YOUR ASSIGNMENT:
Retype the records that come next, word for word.

□ □ □ □ □

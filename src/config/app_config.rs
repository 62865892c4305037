// ==========================================
// 供应链网络优化系统 - 应用配置
// ==========================================
// 职责: 数据库路径与工作单元轮询间隔的解析
// 约定: 环境变量优先, 其次用户数据目录, 最后当前目录回退
// ==========================================

use std::path::PathBuf;

/// 默认工作单元轮询间隔（毫秒）
pub const DEFAULT_WORKER_POLL_MS: u64 = 500;

/// 默认滞留任务回收阈值（秒）
pub const DEFAULT_STALE_CLAIM_SECS: i64 = 600;

// ==========================================
// AppConfig - 应用配置
// ==========================================
#[derive(Debug, Clone)]
pub struct AppConfig {
    /// 数据库文件路径
    pub db_path: String,
    /// 工作单元队列轮询间隔（毫秒）
    pub worker_poll_ms: u64,
    /// 滞留 CLAIMED 任务回收阈值（秒）
    pub stale_claim_secs: i64,
}

impl AppConfig {
    /// 从环境变量解析配置
    ///
    /// # 环境变量
    /// - SCO_DB_PATH: 数据库路径（默认: 用户数据目录/supply-chain-opt/supply_chain_opt.db）
    /// - SCO_WORKER_POLL_MS: 队列轮询间隔毫秒（默认: 500）
    /// - SCO_STALE_CLAIM_SECS: 滞留任务回收阈值秒（默认: 600）
    pub fn from_env() -> Self {
        Self {
            db_path: get_default_db_path(),
            worker_poll_ms: std::env::var("SCO_WORKER_POLL_MS")
                .ok()
                .and_then(|v| v.trim().parse().ok())
                .unwrap_or(DEFAULT_WORKER_POLL_MS),
            stale_claim_secs: std::env::var("SCO_STALE_CLAIM_SECS")
                .ok()
                .and_then(|v| v.trim().parse().ok())
                .unwrap_or(DEFAULT_STALE_CLAIM_SECS),
        }
    }
}

impl Default for AppConfig {
    fn default() -> Self {
        Self::from_env()
    }
}

/// 获取默认数据库路径
///
/// # 路径策略
/// - 环境变量 SCO_DB_PATH 显式指定时优先（便于调试/测试/CI）
/// - 其次用户数据目录/supply-chain-opt/supply_chain_opt.db
/// - 拿不到用户数据目录时回退 ./supply_chain_opt.db
pub fn get_default_db_path() -> String {
    if let Ok(path) = std::env::var("SCO_DB_PATH") {
        let trimmed = path.trim();
        if !trimmed.is_empty() {
            return trimmed.to_string();
        }
    }

    let mut path = PathBuf::from("./supply_chain_opt.db");

    if let Some(data_dir) = dirs::data_dir() {
        let dir = data_dir.join("supply-chain-opt");
        // 目录创建失败时继续用当前目录回退
        if std::fs::create_dir_all(&dir).is_ok() {
            path = dir.join("supply_chain_opt.db");
        }
    }

    path.to_string_lossy().into_owned()
}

□ □ □ □ □

RESPONSE TO THE TASK:
filename src/config/app_config.rs
repository 62865892c4305037
// ==========================================
// 供应链网络优化系统 - 应用配置
// ==========================================
// 职责: 数据库路径与工作单元轮询间隔的解析
// 约定: 环境变量优先, 其次用户数据目录, 最后当前目录回退
// ==========================================

use std::path::PathBuf;

/// 默认工作单元轮询间隔（毫秒）
pub const DEFAULT_WORKER_POLL_MS: u64 = 500;

/// 默认滞留任务回收阈值（秒）
pub const DEFAULT_STALE_CLAIM_SECS: i64 = 600;

// ==========================================
// AppConfig - 应用配置
// ==========================================
#[derive(Debug, Clone)]
pub struct AppConfig {
    /// 数据库文件路径
    pub db_path: String,
    /// 工作单元队列轮询间隔（毫秒）
    pub worker_poll_ms: u64,
    /// 滞留 CLAIMED 任务回收阈值（秒）
    pub stale_claim_secs: i64,
}

impl AppConfig {
    /// 从环境变量解析配置
    ///
    /// # 环境变量
    /// - SCO_DB_PATH: 数据库路径（默认: 用户数据目录/supply-chain-opt/supply_chain_opt.db）
    /// - SCO_WORKER_POLL_MS: 队列轮询间隔毫秒（默认: 500）
    /// - SCO_STALE_CLAIM_SECS: 滞留任务回收阈值秒（默认: 600）
    pub fn from_env() -> Self {
        Self {
            db_path: get_default_db_path(),
            worker_poll_ms: std::env::var("SCO_WORKER_POLL_MS")
                .ok()
                .and_then(|v| v.trim().parse().ok())
                .unwrap_or(DEFAULT_WORKER_POLL_MS),
            stale_claim_secs: std::env::var("SCO_STALE_CLAIM_SECS")
                .ok()
                .and_then(|v| v.trim().parse().ok())
                .unwrap_or(DEFAULT_STALE_CLAIM_SECS),
        }
    }
}

impl Default for AppConfig {
    fn default() -> Self {
        Self::from_env()
    }
}

/// 获取默认数据库路径
///
/// # 路径策略
/// - 环境变量 SCO_DB_PATH 显式指定时优先（便于调试/测试/CI）
/// - 其次用户数据目录/supply-chain-opt/supply_chain_opt.db
/// - 拿不到用户数据目录时回退 ./supply_chain_opt.db
pub fn get_default_db_path() -> String {
    if let Ok(path) = std::env::var("SCO_DB_PATH") {
        let trimmed = path.trim();
        if !trimmed.is_empty() {
            return trimmed.to_string();
        }
    }

    let mut path = PathBuf::from("./supply_chain_opt.db");

    if let Some(data_dir) = dirs::data_dir() {
        let dir = data_dir.join("supply-chain-opt");
        // 目录创建失败时继续用当前目录回退
        if std::fs::create_dir_all(&dir).is_ok() {
            path = dir.join("supply_chain_opt.db");
        }
    }

    path.to_string_lossy().into_owned()
}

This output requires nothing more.